(Record excerpts)

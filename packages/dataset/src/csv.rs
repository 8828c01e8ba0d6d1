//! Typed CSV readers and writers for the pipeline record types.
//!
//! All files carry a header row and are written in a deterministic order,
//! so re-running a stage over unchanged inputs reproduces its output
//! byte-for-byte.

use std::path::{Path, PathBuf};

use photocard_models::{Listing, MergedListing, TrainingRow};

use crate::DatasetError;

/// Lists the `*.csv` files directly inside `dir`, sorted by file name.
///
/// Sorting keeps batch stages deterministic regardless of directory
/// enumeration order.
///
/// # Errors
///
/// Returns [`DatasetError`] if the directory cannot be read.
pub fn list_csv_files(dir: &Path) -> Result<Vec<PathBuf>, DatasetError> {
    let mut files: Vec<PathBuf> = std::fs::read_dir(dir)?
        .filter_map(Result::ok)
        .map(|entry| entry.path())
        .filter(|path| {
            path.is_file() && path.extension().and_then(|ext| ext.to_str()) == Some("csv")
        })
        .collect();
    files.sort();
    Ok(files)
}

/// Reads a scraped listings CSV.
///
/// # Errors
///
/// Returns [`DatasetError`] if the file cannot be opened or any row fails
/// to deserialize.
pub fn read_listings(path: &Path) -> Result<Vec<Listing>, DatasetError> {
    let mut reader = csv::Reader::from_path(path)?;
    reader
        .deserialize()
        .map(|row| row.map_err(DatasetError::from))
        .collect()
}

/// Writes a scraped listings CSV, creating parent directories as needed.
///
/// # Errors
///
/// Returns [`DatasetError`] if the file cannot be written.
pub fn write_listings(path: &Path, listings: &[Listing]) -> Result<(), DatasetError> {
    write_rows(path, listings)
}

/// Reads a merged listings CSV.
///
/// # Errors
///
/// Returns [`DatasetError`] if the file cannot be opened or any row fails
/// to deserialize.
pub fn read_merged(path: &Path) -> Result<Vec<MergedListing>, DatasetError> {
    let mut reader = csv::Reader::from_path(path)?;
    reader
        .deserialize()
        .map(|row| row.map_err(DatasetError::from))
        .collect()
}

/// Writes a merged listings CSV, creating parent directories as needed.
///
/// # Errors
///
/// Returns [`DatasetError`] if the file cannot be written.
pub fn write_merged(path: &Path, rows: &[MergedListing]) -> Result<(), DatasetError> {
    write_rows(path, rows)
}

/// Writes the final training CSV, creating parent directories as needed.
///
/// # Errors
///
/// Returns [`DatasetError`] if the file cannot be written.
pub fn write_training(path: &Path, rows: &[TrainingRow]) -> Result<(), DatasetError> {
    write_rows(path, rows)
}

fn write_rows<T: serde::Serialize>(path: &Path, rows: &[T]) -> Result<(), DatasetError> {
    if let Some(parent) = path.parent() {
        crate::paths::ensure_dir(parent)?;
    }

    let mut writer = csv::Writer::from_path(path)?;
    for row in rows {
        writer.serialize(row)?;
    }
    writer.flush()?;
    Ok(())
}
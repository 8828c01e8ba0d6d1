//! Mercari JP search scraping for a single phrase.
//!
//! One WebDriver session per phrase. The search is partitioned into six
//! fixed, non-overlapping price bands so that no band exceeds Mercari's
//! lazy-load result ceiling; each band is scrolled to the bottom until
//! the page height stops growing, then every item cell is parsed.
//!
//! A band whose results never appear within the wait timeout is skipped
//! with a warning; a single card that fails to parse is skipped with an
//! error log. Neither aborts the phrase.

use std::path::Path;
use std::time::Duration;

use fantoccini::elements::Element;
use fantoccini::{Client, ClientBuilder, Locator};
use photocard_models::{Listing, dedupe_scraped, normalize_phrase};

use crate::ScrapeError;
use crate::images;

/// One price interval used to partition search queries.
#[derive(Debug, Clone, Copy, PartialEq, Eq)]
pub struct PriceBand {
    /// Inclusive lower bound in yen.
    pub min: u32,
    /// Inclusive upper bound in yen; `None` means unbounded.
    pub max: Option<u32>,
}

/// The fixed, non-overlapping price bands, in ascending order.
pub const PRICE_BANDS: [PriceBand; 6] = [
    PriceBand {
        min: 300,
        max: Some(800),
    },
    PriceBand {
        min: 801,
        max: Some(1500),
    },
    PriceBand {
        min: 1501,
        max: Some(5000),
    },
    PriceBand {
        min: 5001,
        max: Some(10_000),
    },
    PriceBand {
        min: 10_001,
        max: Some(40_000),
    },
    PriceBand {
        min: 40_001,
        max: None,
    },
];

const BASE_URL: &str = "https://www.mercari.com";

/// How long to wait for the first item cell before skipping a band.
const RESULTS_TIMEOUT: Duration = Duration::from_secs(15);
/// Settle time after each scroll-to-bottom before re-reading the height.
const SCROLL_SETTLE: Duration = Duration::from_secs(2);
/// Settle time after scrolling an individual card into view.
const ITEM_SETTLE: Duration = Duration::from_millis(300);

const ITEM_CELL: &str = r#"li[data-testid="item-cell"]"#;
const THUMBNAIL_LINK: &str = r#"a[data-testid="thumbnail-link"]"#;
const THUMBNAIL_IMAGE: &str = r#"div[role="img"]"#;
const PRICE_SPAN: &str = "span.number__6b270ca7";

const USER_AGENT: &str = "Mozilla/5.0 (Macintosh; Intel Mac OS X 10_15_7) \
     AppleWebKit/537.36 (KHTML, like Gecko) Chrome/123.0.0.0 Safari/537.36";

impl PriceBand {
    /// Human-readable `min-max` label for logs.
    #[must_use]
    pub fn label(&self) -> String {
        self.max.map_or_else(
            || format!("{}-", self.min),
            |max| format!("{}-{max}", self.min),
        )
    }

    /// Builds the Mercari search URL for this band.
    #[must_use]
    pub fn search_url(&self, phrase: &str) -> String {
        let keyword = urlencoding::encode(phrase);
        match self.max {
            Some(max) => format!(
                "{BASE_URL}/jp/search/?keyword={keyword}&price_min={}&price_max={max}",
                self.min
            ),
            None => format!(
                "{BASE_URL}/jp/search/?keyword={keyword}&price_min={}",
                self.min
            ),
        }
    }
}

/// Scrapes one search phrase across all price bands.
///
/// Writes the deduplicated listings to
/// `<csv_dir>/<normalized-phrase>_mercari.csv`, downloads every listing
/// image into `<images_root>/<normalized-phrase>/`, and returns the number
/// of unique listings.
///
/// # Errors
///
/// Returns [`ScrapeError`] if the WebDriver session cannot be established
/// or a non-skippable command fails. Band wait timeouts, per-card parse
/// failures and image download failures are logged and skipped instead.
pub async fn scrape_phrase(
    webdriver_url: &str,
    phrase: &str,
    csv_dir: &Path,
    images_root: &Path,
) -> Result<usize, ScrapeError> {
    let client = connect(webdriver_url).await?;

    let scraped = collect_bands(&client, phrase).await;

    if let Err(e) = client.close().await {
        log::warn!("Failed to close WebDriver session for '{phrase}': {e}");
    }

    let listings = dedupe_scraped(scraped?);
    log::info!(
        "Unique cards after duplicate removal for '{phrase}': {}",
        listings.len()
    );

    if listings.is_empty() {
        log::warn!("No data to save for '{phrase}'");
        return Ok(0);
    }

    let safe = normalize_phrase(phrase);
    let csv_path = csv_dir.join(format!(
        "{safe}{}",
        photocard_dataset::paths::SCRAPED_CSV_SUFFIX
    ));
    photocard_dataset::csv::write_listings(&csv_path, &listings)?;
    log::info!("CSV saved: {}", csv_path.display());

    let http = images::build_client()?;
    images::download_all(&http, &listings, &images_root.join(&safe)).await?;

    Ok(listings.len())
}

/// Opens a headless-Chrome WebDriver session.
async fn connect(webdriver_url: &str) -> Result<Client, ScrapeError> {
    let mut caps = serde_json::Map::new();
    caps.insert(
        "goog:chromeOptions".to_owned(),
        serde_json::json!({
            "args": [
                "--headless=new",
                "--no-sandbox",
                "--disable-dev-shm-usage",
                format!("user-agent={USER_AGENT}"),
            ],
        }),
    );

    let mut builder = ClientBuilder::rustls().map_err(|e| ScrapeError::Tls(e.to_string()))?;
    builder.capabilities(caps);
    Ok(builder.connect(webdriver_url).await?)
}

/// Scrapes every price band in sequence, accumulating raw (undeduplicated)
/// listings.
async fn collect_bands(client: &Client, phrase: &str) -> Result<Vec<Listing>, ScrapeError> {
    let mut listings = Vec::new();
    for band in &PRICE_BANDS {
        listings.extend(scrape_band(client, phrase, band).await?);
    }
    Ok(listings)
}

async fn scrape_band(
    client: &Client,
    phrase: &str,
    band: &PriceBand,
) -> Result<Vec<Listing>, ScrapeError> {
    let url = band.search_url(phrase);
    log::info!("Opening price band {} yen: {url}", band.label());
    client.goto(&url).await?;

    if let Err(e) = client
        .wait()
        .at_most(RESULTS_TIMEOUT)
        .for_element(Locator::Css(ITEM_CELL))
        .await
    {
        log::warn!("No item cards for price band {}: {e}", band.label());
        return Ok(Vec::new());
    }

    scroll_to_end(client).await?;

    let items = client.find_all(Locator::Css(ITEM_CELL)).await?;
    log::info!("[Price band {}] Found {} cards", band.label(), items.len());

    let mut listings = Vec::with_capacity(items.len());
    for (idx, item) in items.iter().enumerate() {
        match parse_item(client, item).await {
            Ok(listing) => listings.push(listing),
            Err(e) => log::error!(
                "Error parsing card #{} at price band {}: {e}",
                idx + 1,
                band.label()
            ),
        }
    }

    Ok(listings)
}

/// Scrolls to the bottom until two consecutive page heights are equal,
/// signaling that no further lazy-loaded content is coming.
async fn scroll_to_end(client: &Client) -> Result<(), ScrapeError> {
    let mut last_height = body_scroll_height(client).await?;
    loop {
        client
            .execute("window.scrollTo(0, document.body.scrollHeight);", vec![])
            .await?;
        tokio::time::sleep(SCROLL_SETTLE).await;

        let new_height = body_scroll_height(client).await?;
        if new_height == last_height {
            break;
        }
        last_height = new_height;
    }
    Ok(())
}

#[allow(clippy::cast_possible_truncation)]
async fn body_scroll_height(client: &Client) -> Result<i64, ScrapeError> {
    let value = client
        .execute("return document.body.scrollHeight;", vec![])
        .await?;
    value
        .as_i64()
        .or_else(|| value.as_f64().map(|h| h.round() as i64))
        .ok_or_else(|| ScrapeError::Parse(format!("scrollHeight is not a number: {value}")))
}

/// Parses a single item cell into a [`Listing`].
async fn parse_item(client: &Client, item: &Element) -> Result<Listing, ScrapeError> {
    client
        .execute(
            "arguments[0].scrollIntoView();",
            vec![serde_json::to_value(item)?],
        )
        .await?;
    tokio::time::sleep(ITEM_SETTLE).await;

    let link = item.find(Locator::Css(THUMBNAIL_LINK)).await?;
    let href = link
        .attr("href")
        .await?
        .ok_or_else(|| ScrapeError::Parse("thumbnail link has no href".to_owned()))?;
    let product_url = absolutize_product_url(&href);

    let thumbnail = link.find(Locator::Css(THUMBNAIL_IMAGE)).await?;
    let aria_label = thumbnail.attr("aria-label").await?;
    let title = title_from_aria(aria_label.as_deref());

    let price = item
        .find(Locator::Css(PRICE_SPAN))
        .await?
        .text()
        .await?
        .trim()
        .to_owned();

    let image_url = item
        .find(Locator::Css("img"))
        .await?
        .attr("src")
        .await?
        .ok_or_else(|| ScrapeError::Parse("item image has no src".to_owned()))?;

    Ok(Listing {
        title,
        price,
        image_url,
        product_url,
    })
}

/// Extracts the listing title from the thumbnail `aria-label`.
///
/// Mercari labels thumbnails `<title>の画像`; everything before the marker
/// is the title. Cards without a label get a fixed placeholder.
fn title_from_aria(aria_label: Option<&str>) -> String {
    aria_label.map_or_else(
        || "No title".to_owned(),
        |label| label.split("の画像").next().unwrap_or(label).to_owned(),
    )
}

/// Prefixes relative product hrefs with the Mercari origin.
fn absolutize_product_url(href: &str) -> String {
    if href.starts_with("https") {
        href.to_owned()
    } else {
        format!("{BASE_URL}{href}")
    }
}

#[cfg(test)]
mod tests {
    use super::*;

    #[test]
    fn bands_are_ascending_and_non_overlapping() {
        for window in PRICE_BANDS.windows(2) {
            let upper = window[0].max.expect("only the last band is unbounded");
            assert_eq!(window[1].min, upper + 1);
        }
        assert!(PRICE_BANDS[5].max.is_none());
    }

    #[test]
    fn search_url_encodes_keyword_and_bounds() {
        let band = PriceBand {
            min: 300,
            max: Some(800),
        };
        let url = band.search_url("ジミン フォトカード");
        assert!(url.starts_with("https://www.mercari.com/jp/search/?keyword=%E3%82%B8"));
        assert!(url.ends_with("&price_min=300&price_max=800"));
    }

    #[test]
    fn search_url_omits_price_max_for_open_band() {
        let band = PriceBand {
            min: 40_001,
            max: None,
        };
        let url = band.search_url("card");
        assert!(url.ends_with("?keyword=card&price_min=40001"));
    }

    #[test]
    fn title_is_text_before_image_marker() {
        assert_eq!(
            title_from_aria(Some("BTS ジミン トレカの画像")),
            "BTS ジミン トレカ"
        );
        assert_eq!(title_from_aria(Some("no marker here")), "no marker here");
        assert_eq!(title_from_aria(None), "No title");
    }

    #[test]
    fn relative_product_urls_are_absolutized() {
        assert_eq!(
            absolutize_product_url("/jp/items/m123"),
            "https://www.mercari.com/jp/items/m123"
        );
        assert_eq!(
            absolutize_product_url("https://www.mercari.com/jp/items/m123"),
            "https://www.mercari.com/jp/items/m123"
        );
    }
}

(End Record excerpts)

How to complete this task: What is the number of lines in the entries that include the string "fails"? Reply with that number alone.

Result for this task: 4